[Input data]
* * *
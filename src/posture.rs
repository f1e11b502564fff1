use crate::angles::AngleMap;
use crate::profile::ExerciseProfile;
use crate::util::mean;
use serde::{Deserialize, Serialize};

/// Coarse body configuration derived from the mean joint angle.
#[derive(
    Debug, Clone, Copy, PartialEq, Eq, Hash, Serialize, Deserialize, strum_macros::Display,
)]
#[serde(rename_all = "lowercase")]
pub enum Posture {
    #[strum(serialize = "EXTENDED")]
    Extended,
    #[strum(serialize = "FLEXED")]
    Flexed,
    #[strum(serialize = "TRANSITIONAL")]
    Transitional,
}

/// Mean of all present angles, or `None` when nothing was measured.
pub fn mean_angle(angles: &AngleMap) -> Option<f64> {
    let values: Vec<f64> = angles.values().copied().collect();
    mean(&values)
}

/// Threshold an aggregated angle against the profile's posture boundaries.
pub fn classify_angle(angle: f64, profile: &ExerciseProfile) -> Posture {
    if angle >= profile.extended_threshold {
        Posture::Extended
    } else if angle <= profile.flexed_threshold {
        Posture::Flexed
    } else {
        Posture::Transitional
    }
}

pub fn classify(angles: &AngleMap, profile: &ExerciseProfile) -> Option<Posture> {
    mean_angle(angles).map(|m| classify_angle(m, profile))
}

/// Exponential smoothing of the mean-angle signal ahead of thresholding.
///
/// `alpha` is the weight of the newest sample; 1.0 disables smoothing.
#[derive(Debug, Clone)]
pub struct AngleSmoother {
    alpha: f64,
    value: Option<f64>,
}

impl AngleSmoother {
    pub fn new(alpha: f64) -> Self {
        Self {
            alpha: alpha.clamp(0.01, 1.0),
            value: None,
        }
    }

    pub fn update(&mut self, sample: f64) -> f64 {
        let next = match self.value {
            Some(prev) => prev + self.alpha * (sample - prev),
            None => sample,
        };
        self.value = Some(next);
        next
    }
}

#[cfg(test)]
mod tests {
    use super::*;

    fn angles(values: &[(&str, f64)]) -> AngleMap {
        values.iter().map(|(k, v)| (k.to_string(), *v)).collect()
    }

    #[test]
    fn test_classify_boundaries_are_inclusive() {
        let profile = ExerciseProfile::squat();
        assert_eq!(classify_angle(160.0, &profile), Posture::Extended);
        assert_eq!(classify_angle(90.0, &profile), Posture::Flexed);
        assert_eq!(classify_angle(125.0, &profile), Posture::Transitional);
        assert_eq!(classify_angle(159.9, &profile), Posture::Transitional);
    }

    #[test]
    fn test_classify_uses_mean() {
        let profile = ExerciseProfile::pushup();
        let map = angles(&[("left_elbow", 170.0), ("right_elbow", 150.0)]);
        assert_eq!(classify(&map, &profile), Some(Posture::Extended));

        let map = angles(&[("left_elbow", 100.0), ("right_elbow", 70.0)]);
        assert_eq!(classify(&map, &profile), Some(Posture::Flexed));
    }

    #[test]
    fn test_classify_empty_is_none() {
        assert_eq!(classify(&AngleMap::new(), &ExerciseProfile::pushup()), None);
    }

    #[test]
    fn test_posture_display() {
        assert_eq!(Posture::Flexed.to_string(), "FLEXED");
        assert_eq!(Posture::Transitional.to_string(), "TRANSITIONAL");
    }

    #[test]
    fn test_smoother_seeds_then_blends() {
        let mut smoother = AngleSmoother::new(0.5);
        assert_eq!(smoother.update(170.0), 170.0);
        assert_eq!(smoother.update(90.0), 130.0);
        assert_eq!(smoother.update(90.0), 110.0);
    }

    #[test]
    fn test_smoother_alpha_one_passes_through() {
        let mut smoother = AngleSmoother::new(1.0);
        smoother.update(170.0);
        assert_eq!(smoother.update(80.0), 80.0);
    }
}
* * *
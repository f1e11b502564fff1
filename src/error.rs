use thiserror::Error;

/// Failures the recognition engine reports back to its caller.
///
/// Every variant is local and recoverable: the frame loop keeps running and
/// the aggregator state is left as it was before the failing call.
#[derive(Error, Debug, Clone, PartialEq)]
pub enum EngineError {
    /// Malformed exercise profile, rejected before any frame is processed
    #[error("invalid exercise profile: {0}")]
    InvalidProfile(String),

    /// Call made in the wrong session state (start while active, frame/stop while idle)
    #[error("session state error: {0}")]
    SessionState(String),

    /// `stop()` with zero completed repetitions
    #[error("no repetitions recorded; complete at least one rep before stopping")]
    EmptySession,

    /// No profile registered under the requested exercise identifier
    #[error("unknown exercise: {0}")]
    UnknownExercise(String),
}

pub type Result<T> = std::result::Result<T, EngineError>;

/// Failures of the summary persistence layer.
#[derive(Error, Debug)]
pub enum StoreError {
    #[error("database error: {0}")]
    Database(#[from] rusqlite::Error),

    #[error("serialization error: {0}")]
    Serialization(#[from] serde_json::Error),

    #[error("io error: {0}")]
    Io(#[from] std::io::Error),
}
* * *
[Work to complete] Copy the records above exactly, beginning at the line that contains "filename src/posture.rs" and stopping after the line that contains "Some(prev) => prev".

[Exercise result]
filename src/posture.rs
repository f1e11b502564fff1
use crate::angles::AngleMap;
use crate::profile::ExerciseProfile;
use crate::util::mean;
use serde::{Deserialize, Serialize};

/// Coarse body configuration derived from the mean joint angle.
#[derive(
    Debug, Clone, Copy, PartialEq, Eq, Hash, Serialize, Deserialize, strum_macros::Display,
)]
#[serde(rename_all = "lowercase")]
pub enum Posture {
    #[strum(serialize = "EXTENDED")]
    Extended,
    #[strum(serialize = "FLEXED")]
    Flexed,
    #[strum(serialize = "TRANSITIONAL")]
    Transitional,
}

/// Mean of all present angles, or `None` when nothing was measured.
pub fn mean_angle(angles: &AngleMap) -> Option<f64> {
    let values: Vec<f64> = angles.values().copied().collect();
    mean(&values)
}

/// Threshold an aggregated angle against the profile's posture boundaries.
pub fn classify_angle(angle: f64, profile: &ExerciseProfile) -> Posture {
    if angle >= profile.extended_threshold {
        Posture::Extended
    } else if angle <= profile.flexed_threshold {
        Posture::Flexed
    } else {
        Posture::Transitional
    }
}

pub fn classify(angles: &AngleMap, profile: &ExerciseProfile) -> Option<Posture> {
    mean_angle(angles).map(|m| classify_angle(m, profile))
}

/// Exponential smoothing of the mean-angle signal ahead of thresholding.
///
/// `alpha` is the weight of the newest sample; 1.0 disables smoothing.
#[derive(Debug, Clone)]
pub struct AngleSmoother {
    alpha: f64,
    value: Option<f64>,
}

impl AngleSmoother {
    pub fn new(alpha: f64) -> Self {
        Self {
            alpha: alpha.clamp(0.01, 1.0),
            value: None,
        }
    }

    pub fn update(&mut self, sample: f64) -> f64 {
        let next = match self.value {
            Some(prev) => prev + self.alpha * (sample - prev),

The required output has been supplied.